> **INSTRUCTIONS FOR THE TASK**:
Lines of the listing below that contain the string "columns" are to be returned.

··· DATA SECTION ···

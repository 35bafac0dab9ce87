//! Applying selection masks and index arrays to parallel columns.

use crate::error::DownsampleError;

/// Returns the elements of `values` whose mask entry is `true`, in order.
///
/// # Errors
///
/// Returns [`DownsampleError::MaskLengthMismatch`] if the lengths differ.
pub fn apply_mask<T: Clone>(values: &[T], mask: &[bool]) -> Result<Vec<T>, DownsampleError> {
    if mask.len() != values.len() {
        return Err(DownsampleError::MaskLengthMismatch {
            mask: mask.len(),
            values: values.len(),
        });
    }
    Ok(values
        .iter()
        .zip(mask)
        .filter(|&(_, &keep)| keep)
        .map(|(v, _)| v.clone())
        .collect())
}

/// Returns `values[i]` for every `i` in `indices`, in index order.
///
/// Indices may repeat, as produced by nearest-time resampling onto a
/// grid denser than the source.
///
/// # Errors
///
/// Returns [`DownsampleError::IndexOutOfBounds`] for the first index `>= values.len()`.
pub fn take_indices<T: Clone>(values: &[T], indices: &[usize]) -> Result<Vec<T>, DownsampleError> {
    indices
        .iter()
        .map(|&i| {
            values
                .get(i)
                .cloned()
                .ok_or(DownsampleError::IndexOutOfBounds {
                    index: i,
                    len: values.len(),
                })
        })
        .collect()
}

/// Positions of the `true` entries of `mask`, ascending.
pub fn mask_to_indices(mask: &[bool]) -> Vec<usize> {
    mask.iter()
        .enumerate()
        .filter_map(|(i, &keep)| keep.then_some(i))
        .collect()
}
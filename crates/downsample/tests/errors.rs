//! Integration tests for DownsampleError variants.

use lumen_downsample::{
    DownsampleError, apply_mask, nearest_indices, random_count_indices, random_count_mask,
    take_indices,
};
use rand::SeedableRng;
use rand::rngs::StdRng;

fn rng() -> StdRng {
    StdRng::seed_from_u64(0)
}

#[test]
fn error_count_exceeds_length() {
    let t = [1.0, 2.0, 3.0];
    let result = random_count_mask(&t, 4, &mut rng());
    assert!(matches!(
        result,
        Err(DownsampleError::CountExceedsLength { n_obs: 4, len: 3 })
    ));
}

#[test]
fn error_count_exceeds_empty_series() {
    let result = random_count_indices(0, 1, &mut rng());
    assert!(matches!(
        result,
        Err(DownsampleError::CountExceedsLength { n_obs: 1, len: 0 })
    ));
}

#[test]
fn error_empty_source() {
    let result = nearest_indices(&[], &[0.0, 1.0]);
    assert!(matches!(result, Err(DownsampleError::EmptySource)));
}

#[test]
fn error_mask_length_mismatch() {
    let result = apply_mask(&[1.0, 2.0], &[true]);
    assert!(matches!(
        result,
        Err(DownsampleError::MaskLengthMismatch { mask: 1, values: 2 })
    ));
}

#[test]
fn error_index_out_of_bounds() {
    let result = take_indices(&[1.0, 2.0], &[2]);
    assert!(matches!(
        result,
        Err(DownsampleError::IndexOutOfBounds { index: 2, len: 2 })
    ));
}

#[test]
fn failed_call_does_not_consume_rng() {
    let mut a = rng();
    let mut b = rng();
    assert!(random_count_mask(&[0.0; 2], 5, &mut a).is_err());
    let t = [0.0; 20];
    assert_eq!(
        random_count_mask(&t, 7, &mut a).unwrap(),
        random_count_mask(&t, 7, &mut b).unwrap()
    );
}
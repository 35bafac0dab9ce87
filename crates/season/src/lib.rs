//! # lumen-season
//!
//! Seasonal-gap masks for light curves observed from the ground.
//!
//! An object is only observable for part of each year. Given observation
//! timestamps in days, [`season_mask`] keeps the observations whose
//! day-of-year lies strictly inside `(season_start, season_end)`.
//!
//! ## Architecture
//!
//! ```text
//! t (days) ──▶ t - t[0] + lc_start ──▶ DayOfYear (mod 365.25) ──▶ SeasonConfig::contains ──▶ mask
//! ```
//!
//! ## Quick Start
//!
//! ```
//! use lumen_season::{SeasonConfig, season_mask};
//!
//! let t = [0.0, 91.0, 269.0, 271.0];
//! let mask = season_mask(&t, &SeasonConfig::default()).unwrap();
//! assert_eq!(mask, vec![false, true, true, false]);
//! ```
//!
//! ## Modules
//!
//! | Module | Description |
//! |--------|-------------|
//! | `doy` | Fractional day-of-year newtype and year length |
//! | `config` | Season window parameters |
//! | `mask` | Mask construction |
//! | `error` | Error types |

mod config;
mod doy;
mod error;
mod mask;

pub use config::SeasonConfig;
pub use doy::{DAYS_PER_YEAR, DayOfYear};
pub use error::SeasonError;
pub use mask::{season_days, season_mask};
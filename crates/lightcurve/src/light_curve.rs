//! Paired time/flux/error columns with downsampling operations.

use lumen_downsample::{apply_mask, nearest_indices, random_count_mask, take_indices};
use lumen_season::{SeasonConfig, season_mask};
use rand::Rng;
use tracing::debug;

use crate::error::LightCurveError;

/// A light curve: flux measurements (and optional errors) at observation times.
///
/// All columns have the same length. Every operation returns a new curve and
/// leaves `self` untouched.
#[derive(Debug, Clone, PartialEq)]
pub struct LightCurve {
    time: Vec<f64>,
    flux: Vec<f64>,
    flux_err: Option<Vec<f64>>,
}

impl LightCurve {
    /// Builds a light curve from its columns.
    ///
    /// # Errors
    ///
    /// Returns [`LightCurveError::LengthMismatch`] if `flux` or `flux_err`
    /// differ in length from `time`.
    pub fn new(
        time: Vec<f64>,
        flux: Vec<f64>,
        flux_err: Option<Vec<f64>>,
    ) -> Result<Self, LightCurveError> {
        let n = time.len();
        if flux.len() != n {
            return Err(LightCurveError::LengthMismatch {
                field: "flux",
                expected: n,
                got: flux.len(),
            });
        }
        if let Some(err) = &flux_err
            && err.len() != n
        {
            return Err(LightCurveError::LengthMismatch {
                field: "flux_err",
                expected: n,
                got: err.len(),
            });
        }
        Ok(Self {
            time,
            flux,
            flux_err,
        })
    }

    /// Observation timestamps.
    pub fn time(&self) -> &[f64] {
        &self.time
    }

    /// Flux measurements.
    pub fn flux(&self) -> &[f64] {
        &self.flux
    }

    /// Flux uncertainties, if present.
    pub fn flux_err(&self) -> Option<&[f64]> {
        self.flux_err.as_deref()
    }

    /// Number of observations.
    pub fn len(&self) -> usize {
        self.time.len()
    }

    /// Returns `true` if the curve has no observations.
    pub fn is_empty(&self) -> bool {
        self.time.is_empty()
    }

    /// Keeps the rows whose mask entry is `true`.
    ///
    /// # Errors
    ///
    /// Returns [`LightCurveError::Downsample`] if the mask length differs from [`len`](Self::len).
    pub fn select(&self, mask: &[bool]) -> Result<Self, LightCurveError> {
        Ok(Self {
            time: apply_mask(&self.time, mask)?,
            flux: apply_mask(&self.flux, mask)?,
            flux_err: self
                .flux_err
                .as_deref()
                .map(|e| apply_mask(e, mask))
                .transpose()?,
        })
    }

    /// Gathers the rows at `indices`, in that order. Indices may repeat.
    ///
    /// # Errors
    ///
    /// Returns [`LightCurveError::Downsample`] if an index is out of bounds.
    pub fn take(&self, indices: &[usize]) -> Result<Self, LightCurveError> {
        Ok(Self {
            time: take_indices(&self.time, indices)?,
            flux: take_indices(&self.flux, indices)?,
            flux_err: self
                .flux_err
                .as_deref()
                .map(|e| take_indices(e, indices))
                .transpose()?,
        })
    }

    /// Keeps `n_obs` observations chosen uniformly at random, in time order.
    ///
    /// # Errors
    ///
    /// Returns [`LightCurveError::Downsample`] if `n_obs > self.len()`.
    pub fn downsample_by_count(
        &self,
        n_obs: usize,
        rng: &mut impl Rng,
    ) -> Result<Self, LightCurveError> {
        let mask = random_count_mask(&self.time, n_obs, rng)?;
        self.select(&mask)
    }

    /// Resamples onto `t_out`, taking the nearest observation for each target time.
    ///
    /// The result keeps the original timestamps of the chosen observations,
    /// one row per element of `t_out`.
    ///
    /// # Errors
    ///
    /// Returns [`LightCurveError::Downsample`] if the curve is empty.
    pub fn downsample_to_times(&self, t_out: &[f64]) -> Result<Self, LightCurveError> {
        let indices = nearest_indices(&self.time, t_out)?;
        self.take(&indices)
    }

    /// Drops the observations that fall outside the annual observing season.
    ///
    /// # Errors
    ///
    /// Returns [`LightCurveError::Season`] if the curve is empty.
    pub fn with_seasonal_gaps(&self, config: &SeasonConfig) -> Result<Self, LightCurveError> {
        let mask = season_mask(&self.time, config)?;
        let out = self.select(&mask)?;
        debug!(
            before = self.len(),
            after = out.len(),
            "seasonal gaps applied"
        );
        Ok(out)
    }
}
//! Nearest-timestamp resampling onto a target time grid.

use tracing::debug;

use crate::error::DownsampleError;

/// Returns the index of the element of `t_in` closest to `target`.
///
/// Linear scan with a strict `<`, so the first of several equally close
/// timestamps wins. NaN distances never beat the running minimum.
///
/// `t_in` must be non-empty.
fn nearest_index(t_in: &[f64], target: f64) -> usize {
    debug_assert!(!t_in.is_empty());

    let mut best_idx = 0;
    let mut best_dist = (t_in[0] - target).abs();
    for (j, &t) in t_in.iter().enumerate().skip(1) {
        let d = (t - target).abs();
        // NaN best_dist (from t_in[0]) is replaced by the first finite distance.
        if d < best_dist || (best_dist.is_nan() && !d.is_nan()) {
            best_idx = j;
            best_dist = d;
        }
    }
    best_idx
}

/// Maps every timestamp in `t_out` to the index of its nearest neighbour in `t_in`.
///
/// The result has one entry per element of `t_out`, in the same order.
/// `t_in` does not need to be sorted; each lookup scans all of it, so the
/// cost is `O(t_out.len() * t_in.len())`. Targets outside the span of `t_in`
/// resolve to the closest end. Exact ties resolve to the smallest index.
///
/// # Errors
///
/// Returns [`DownsampleError::EmptySource`] if `t_in` is empty.
///
/// # Example
///
/// ```
/// use lumen_downsample::nearest_indices;
///
/// let t_in = [0.0, 10.0];
/// assert_eq!(nearest_indices(&t_in, &[4.0, 6.0, 5.0]).unwrap(), vec![0, 1, 0]);
/// ```
#[tracing::instrument(skip_all, fields(n_in = t_in.len(), n_out = t_out.len()))]
pub fn nearest_indices(t_in: &[f64], t_out: &[f64]) -> Result<Vec<usize>, DownsampleError> {
    if t_in.is_empty() {
        return Err(DownsampleError::EmptySource);
    }
    let indices: Vec<usize> = t_out.iter().map(|&x| nearest_index(t_in, x)).collect();
    debug!(n = indices.len(), "nearest indices resolved");
    Ok(indices)
}
//! Command layer: thin functions building a 12-byte register image per
//! ATA/SMART subcommand, invoking the transport dispatcher, and
//! interpreting the result.

use std::os::unix::io::RawFd;

use crate::error::{Error, Result};
use crate::transport::{self, Direction, RegisterImage, TransportKind};

const ATA_COMMAND_IDENTIFY_DEVICE: u8 = 0xEC;
const ATA_COMMAND_CHECK_POWER_MODE: u8 = 0xE5;
const ATA_COMMAND_SMART: u8 = 0xB0;

const SMART_READ_DATA: u8 = 0xD0;
const SMART_READ_THRESHOLDS: u8 = 0xD1;
const SMART_EXECUTE_OFFLINE_IMMEDIATE: u8 = 0xD4;
const SMART_ENABLE_OPERATIONS: u8 = 0xD8;
const SMART_DISABLE_OPERATIONS: u8 = 0xD9;
const SMART_RETURN_STATUS: u8 = 0xDA;

fn smart_register_image(subcommand: u8) -> RegisterImage {
    let mut reg = RegisterImage::new();
    reg.set_feature(subcommand);
    reg.set_sector_count(1);
    reg.set_smart_signature();
    reg.set_select(0xA0);
    reg
}

/// ATA IDENTIFY DEVICE (0xEC). Returns the 512-byte IDENTIFY sector.
pub fn identify_device(fd: RawFd, kind: TransportKind) -> Result<[u8; 512]> {
    let mut reg = RegisterImage::new();
    reg.set_sector_count(1);
    let mut payload = vec![0u8; 512];

    transport::execute(fd, kind, ATA_COMMAND_IDENTIFY_DEVICE, Direction::In, &mut reg, &mut payload)?;

    payload
        .try_into()
        .map_err(|_| Error::IoError("IDENTIFY DEVICE returned a short read".into()))
}

/// ATA CHECK POWER MODE (0xE5). Returns `true` if the device is awake.
pub fn check_power_mode(fd: RawFd, kind: TransportKind) -> Result<bool> {
    let mut reg = RegisterImage::new();
    let mut payload: [u8; 0] = [];

    transport::execute(fd, kind, ATA_COMMAND_CHECK_POWER_MODE, Direction::None, &mut reg, &mut payload)?;

    if reg.status() != 0 || (reg.feature() & 1) != 0 {
        return Err(Error::IoError("CHECK POWER MODE returned an error status".into()));
    }

    Ok(reg.sector_count() == 0xFF)
}

/// SMART READ DATA (subcommand 0xD0). Returns the 512-byte SMART data
/// sector.
pub fn smart_read_data(fd: RawFd, kind: TransportKind) -> Result<[u8; 512]> {
    let mut reg = smart_register_image(SMART_READ_DATA);
    let mut payload = vec![0u8; 512];

    transport::execute(fd, kind, ATA_COMMAND_SMART, Direction::In, &mut reg, &mut payload)?;

    payload
        .try_into()
        .map_err(|_| Error::IoError("SMART READ DATA returned a short read".into()))
}

/// SMART READ THRESHOLDS (subcommand 0xD1). Returns the 512-byte SMART
/// thresholds sector. Failure here is tolerated by the caller — the
/// handle remains usable without thresholds.
pub fn smart_read_thresholds(fd: RawFd, kind: TransportKind) -> Result<[u8; 512]> {
    let mut reg = smart_register_image(SMART_READ_THRESHOLDS);
    let mut payload = vec![0u8; 512];

    transport::execute(fd, kind, ATA_COMMAND_SMART, Direction::In, &mut reg, &mut payload)?;

    payload
        .try_into()
        .map_err(|_| Error::IoError("SMART READ THRESHOLDS returned a short read".into()))
}

/// SMART EXECUTE OFFLINE IMMEDIATE (subcommand 0xD4). `selector` is
/// 1=short, 2=extended, 3=conveyance, 127=abort.
pub fn smart_execute_offline_immediate(fd: RawFd, kind: TransportKind, selector: u8) -> Result<()> {
    let mut reg = smart_register_image(SMART_EXECUTE_OFFLINE_IMMEDIATE);
    reg.set_lba_low(selector);
    let mut payload: [u8; 0] = [];

    transport::execute(fd, kind, ATA_COMMAND_SMART, Direction::None, &mut reg, &mut payload)
}

/// SMART ENABLE/DISABLE OPERATIONS (0xD8/0xD9).
pub fn smart_set_enabled(fd: RawFd, kind: TransportKind, enable: bool) -> Result<()> {
    let subcommand = if enable { SMART_ENABLE_OPERATIONS } else { SMART_DISABLE_OPERATIONS };
    let mut reg = smart_register_image(subcommand);
    let mut payload: [u8; 0] = [];

    transport::execute(fd, kind, ATA_COMMAND_SMART, Direction::None, &mut reg, &mut payload)
}

/// SMART RETURN STATUS (subcommand 0xDA). Returns `true` if the device
/// reports "good".
pub fn smart_return_status(fd: RawFd, kind: TransportKind) -> Result<bool> {
    let mut reg = smart_register_image(SMART_RETURN_STATUS);
    let mut payload: [u8; 0] = [];

    transport::execute(fd, kind, ATA_COMMAND_SMART, Direction::None, &mut reg, &mut payload)?;

    match (reg.lba_mid(), reg.lba_high()) {
        (0xC2, 0x4F) => Ok(true),
        (0x2C, 0xF4) => Ok(false),
        (mid, high) => Err(Error::IoError(format!(
            "unrecognized SMART Return Status signature (mid=0x{mid:02x} high=0x{high:02x})"
        ))),
    }
}
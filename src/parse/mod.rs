//! Parsers that turn raw 512-byte sectors into the structured model in
//! [`crate::model`].

pub mod attributes;
pub mod identify;
pub mod smart_status;

pub use attributes::parse_attributes;
pub use identify::parse_identify;
pub use smart_status::parse_smart_status;
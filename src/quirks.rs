//! Per-vendor quirk engine.
//!
//! A quirk database is an ordered list of `(model_regex, firmware_regex,
//! quirk_mask)` rows. For a given `(model, firmware)` pair, the first row
//! whose nonempty regexes both match contributes its mask; matching stops
//! at the first hit — reproduced verbatim from `quirk_database[]` and
//! `lookup_quirks()` in libatasmart's `atasmart.c`.

use lazy_static::lazy_static;
use regex::Regex;

use crate::catalog::{self, CatalogEntry};
use crate::error::{Error, Result};
use crate::model::AttributeUnit;

pub const QUIRK_9_POWERONMINUTES: u16 = 1 << 0;
pub const QUIRK_9_POWERONSECONDS: u16 = 1 << 1;
pub const QUIRK_9_POWERONHALFMINUTES: u16 = 1 << 2;
pub const QUIRK_192_EMERGENCYRETRACTCYCLECT: u16 = 1 << 3;
pub const QUIRK_193_LOADUNLOAD: u16 = 1 << 4;
pub const QUIRK_194_10XCELSIUS: u16 = 1 << 5;
pub const QUIRK_194_UNKNOWN: u16 = 1 << 6;
pub const QUIRK_200_WRITEERRORCOUNT: u16 = 1 << 7;
pub const QUIRK_201_DETECTEDTACOUNT: u16 = 1 << 8;

struct QuirkRow {
    model: Option<&'static str>,
    firmware: Option<&'static str>,
    mask: u16,
}

/// Traversal order is significant: the first matching row wins.
const QUIRK_DATABASE: &[QuirkRow] = &[
    QuirkRow {
        model: Some("^FUJITSU MHR2040AT$"),
        firmware: None,
        mask: QUIRK_9_POWERONSECONDS | QUIRK_192_EMERGENCYRETRACTCYCLECT | QUIRK_200_WRITEERRORCOUNT,
    },
    QuirkRow {
        model: Some("^FUJITSU MHS20[6432]0AT(  .)?$"),
        firmware: None,
        mask: QUIRK_9_POWERONSECONDS
            | QUIRK_192_EMERGENCYRETRACTCYCLECT
            | QUIRK_200_WRITEERRORCOUNT
            | QUIRK_201_DETECTEDTACOUNT,
    },
    QuirkRow {
        model: Some("^SAMSUNG SV4012H$"),
        firmware: None,
        mask: QUIRK_9_POWERONHALFMINUTES,
    },
    QuirkRow {
        model: Some("^SAMSUNG SV0412H$"),
        firmware: None,
        mask: QUIRK_9_POWERONHALFMINUTES | QUIRK_194_10XCELSIUS,
    },
    QuirkRow {
        model: Some("^SAMSUNG SV1204H$"),
        firmware: None,
        mask: QUIRK_9_POWERONHALFMINUTES | QUIRK_194_10XCELSIUS,
    },
    QuirkRow {
        model: Some("^SAMSUNG SP40A2H$"),
        firmware: Some("^RR100-07$"),
        mask: QUIRK_9_POWERONHALFMINUTES,
    },
    QuirkRow {
        model: Some("^SAMSUNG SP8004H$"),
        firmware: Some("^QW100-61$"),
        mask: QUIRK_9_POWERONHALFMINUTES,
    },
    QuirkRow {
        model: Some("^SAMSUNG"),
        firmware: Some(".*-(2[3-9]|3[0-9])$"),
        mask: QUIRK_9_POWERONHALFMINUTES,
    },
    QuirkRow {
        model: Some("^Maxtor 2B0(0[468]|1[05]|20)H1$"),
        firmware: None,
        mask: QUIRK_9_POWERONMINUTES | QUIRK_194_UNKNOWN,
    },
    QuirkRow {
        model: Some("^Maxtor 4G(120J6|160J[68])$"),
        firmware: None,
        mask: QUIRK_9_POWERONMINUTES | QUIRK_194_UNKNOWN,
    },
    QuirkRow {
        model: Some("^Maxtor 4D0(20H1|40H2|60H3|80H4)$"),
        firmware: None,
        mask: QUIRK_9_POWERONMINUTES | QUIRK_194_UNKNOWN,
    },
    QuirkRow {
        model: Some("^HITACHI_DK14FA-20B$"),
        firmware: None,
        mask: QUIRK_9_POWERONMINUTES | QUIRK_193_LOADUNLOAD,
    },
    QuirkRow {
        model: Some("^HITACHI_DK23..-..B?$"),
        firmware: None,
        mask: QUIRK_9_POWERONMINUTES | QUIRK_193_LOADUNLOAD,
    },
    QuirkRow {
        model: Some("^(HITACHI_DK23FA-20J|HTA422020F9AT[JN]0)$"),
        firmware: None,
        mask: QUIRK_9_POWERONMINUTES | QUIRK_193_LOADUNLOAD,
    },
    QuirkRow { model: Some("Maxtor"), firmware: None, mask: QUIRK_9_POWERONMINUTES },
    QuirkRow { model: Some("MAXTOR"), firmware: None, mask: QUIRK_9_POWERONMINUTES },
    QuirkRow { model: Some("Fujitsu"), firmware: None, mask: QUIRK_9_POWERONSECONDS },
    QuirkRow { model: Some("FUJITSU"), firmware: None, mask: QUIRK_9_POWERONSECONDS },
];

lazy_static! {
    /// Regexes are compiled lazily and cached once per row, keyed by
    /// position in `QUIRK_DATABASE`, since the database is fixed at
    /// build time.
    static ref COMPILED: Vec<(Option<Regex>, Option<Regex>)> = QUIRK_DATABASE
        .iter()
        .map(|row| {
            (
                row.model.map(|p| Regex::new(p).expect("quirk model regex is valid")),
                row.firmware.map(|p| Regex::new(p).expect("quirk firmware regex is valid")),
            )
        })
        .collect();
}

/// Returns the mask contributed by the first matching row, or 0 if none
/// match. `model`/`firmware` are matched with extended POSIX semantics
/// (via the `regex` crate, which is a compatible superset for anchored
/// patterns like these).
pub fn lookup_quirks(model: &str, firmware: &str) -> u16 {
    for (row, (model_re, firmware_re)) in QUIRK_DATABASE.iter().zip(COMPILED.iter()) {
        if let Some(re) = model_re {
            if !re.is_match(model) {
                continue;
            }
        }
        if let Some(re) = firmware_re {
            if !re.is_match(firmware) {
                continue;
            }
        }
        return row.mask;
    }
    0
}

/// Quirk-aware attribute lookup: quirk bindings win over the static
/// catalog for the id they target.
pub fn resolve_attribute(model: &str, firmware: &str, id: u8) -> Option<CatalogEntry> {
    let quirk = lookup_quirks(model, firmware);

    if quirk != 0 {
        match id {
            9 => {
                if quirk & QUIRK_9_POWERONMINUTES != 0 {
                    return Some(CatalogEntry { name: "power-on-minutes", unit: AttributeUnit::Milliseconds });
                } else if quirk & QUIRK_9_POWERONSECONDS != 0 {
                    return Some(CatalogEntry { name: "power-on-seconds", unit: AttributeUnit::Milliseconds });
                } else if quirk & QUIRK_9_POWERONHALFMINUTES != 0 {
                    return Some(CatalogEntry { name: "power-on-half-minutes", unit: AttributeUnit::Milliseconds });
                }
            }
            192 => {
                if quirk & QUIRK_192_EMERGENCYRETRACTCYCLECT != 0 {
                    return Some(CatalogEntry { name: "emergency-retract-cycle-count", unit: AttributeUnit::None });
                }
            }
            194 => {
                if quirk & QUIRK_194_10XCELSIUS != 0 {
                    return Some(CatalogEntry { name: "temperature-centi-celsius", unit: AttributeUnit::Millikelvin });
                } else if quirk & QUIRK_194_UNKNOWN != 0 {
                    return None;
                }
            }
            200 => {
                if quirk & QUIRK_200_WRITEERRORCOUNT != 0 {
                    return Some(CatalogEntry { name: "write-error-count", unit: AttributeUnit::None });
                }
            }
            201 => {
                if quirk & QUIRK_201_DETECTEDTACOUNT != 0 {
                    return Some(CatalogEntry { name: "detected-ta-count", unit: AttributeUnit::None });
                }
            }
            _ => {}
        }
    }

    catalog::lookup(id)
}

/// Validates a user-supplied regex, for callers who want to extend or
/// test quirk rows of their own. Not used by the built-in database
/// (which is validated at compile time via `expect` above) but kept as
/// the one place `InvalidArgument` regex errors are surfaced.
pub fn validate_regex(pattern: &str) -> Result<()> {
    Regex::new(pattern)
        .map(|_| ())
        .map_err(|e| Error::InvalidArgument(format!("bad regex {pattern:?}: {e}")))
}

#[cfg(test)]
mod tests {
    use super::*;

    #[test]
    fn maxtor_quirk_applies_power_on_minutes() {
        let mask = lookup_quirks("Maxtor 6Y120P0", "YAR41BW0");
        assert_ne!(mask & QUIRK_9_POWERONMINUTES, 0);

        let resolved = resolve_attribute("Maxtor 6Y120P0", "YAR41BW0", 9).unwrap();
        assert_eq!(resolved.name, "power-on-minutes");
    }

    #[test]
    fn first_matching_row_wins() {
        // "^SAMSUNG SV0412H$" (row with 194_10XCELSIUS) is defined before
        // the bare "Fujitsu"/"Maxtor" fallbacks, and no row overlaps it,
        // so this is purely a specificity check that the quirk matches.
        let mask = lookup_quirks("SAMSUNG SV0412H", "");
        assert_eq!(mask, QUIRK_9_POWERONHALFMINUTES | QUIRK_194_10XCELSIUS);
    }

    #[test]
    fn no_match_yields_zero_mask_and_catalog_fallback() {
        assert_eq!(lookup_quirks("Seagate ST1000DM003", "CC4H"), 0);
        let resolved = resolve_attribute("Seagate ST1000DM003", "CC4H", 9).unwrap();
        assert_eq!(resolved.name, "power-on-hours");
    }

    #[test]
    fn quirk_194_unknown_forces_catalog_miss() {
        let resolved = resolve_attribute("Maxtor 2B008H1", "", 194);
        assert!(resolved.is_none());
    }

    #[test]
    fn invalid_regex_is_rejected() {
        assert!(validate_regex("(unterminated").is_err());
        assert!(validate_regex("^ok$").is_ok());
    }
}
//! IDENTIFY DEVICE string extraction.

use crate::model::IdentifyParsed;

const SERIAL_WORD_OFFSET: usize = 10;
const SERIAL_WORD_COUNT: usize = 10;
const FIRMWARE_WORD_OFFSET: usize = 23;
const FIRMWARE_WORD_COUNT: usize = 4;
const MODEL_WORD_OFFSET: usize = 27;
const MODEL_WORD_COUNT: usize = 20;

/// ATA identification strings are stored as a sequence of 16-bit words,
/// each byte-swapped relative to string order. Pulls `word_count` words
/// starting at `word_offset` out of `sector`, swaps each pair back,
/// blanks non-printable bytes, collapses runs of spaces, and trims.
fn extract_string(sector: &[u8; 512], word_offset: usize, word_count: usize) -> String {
    let byte_offset = word_offset * 2;
    let byte_len = word_count * 2;
    let mut raw = Vec::with_capacity(byte_len);

    for pair in sector[byte_offset..byte_offset + byte_len].chunks_exact(2) {
        raw.push(pair[1]);
        raw.push(pair[0]);
    }

    let cleaned: String = raw
        .into_iter()
        .map(|b| if (0x20..=0x7e).contains(&b) { b as char } else { ' ' })
        .collect();

    let collapsed = cleaned.split_whitespace().collect::<Vec<_>>().join(" ");
    collapsed.trim().to_string()
}

/// Extracts the serial number, firmware revision and model name out of a
/// 512-byte IDENTIFY DEVICE sector (ATA8-ACS words 10..20, 23..27 and
/// 27..47 respectively).
pub fn parse_identify(sector: &[u8; 512]) -> IdentifyParsed {
    IdentifyParsed {
        serial: extract_string(sector, SERIAL_WORD_OFFSET, SERIAL_WORD_COUNT),
        firmware: extract_string(sector, FIRMWARE_WORD_OFFSET, FIRMWARE_WORD_COUNT),
        model: extract_string(sector, MODEL_WORD_OFFSET, MODEL_WORD_COUNT),
    }
}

···

> **EXERCISE ANSWER**:
//! Applying selection masks and index arrays to parallel columns.
//! Paired time/flux/error columns with downsampling operations.
/// All columns have the same length. Every operation returns a new curve and
    /// Builds a light curve from its columns.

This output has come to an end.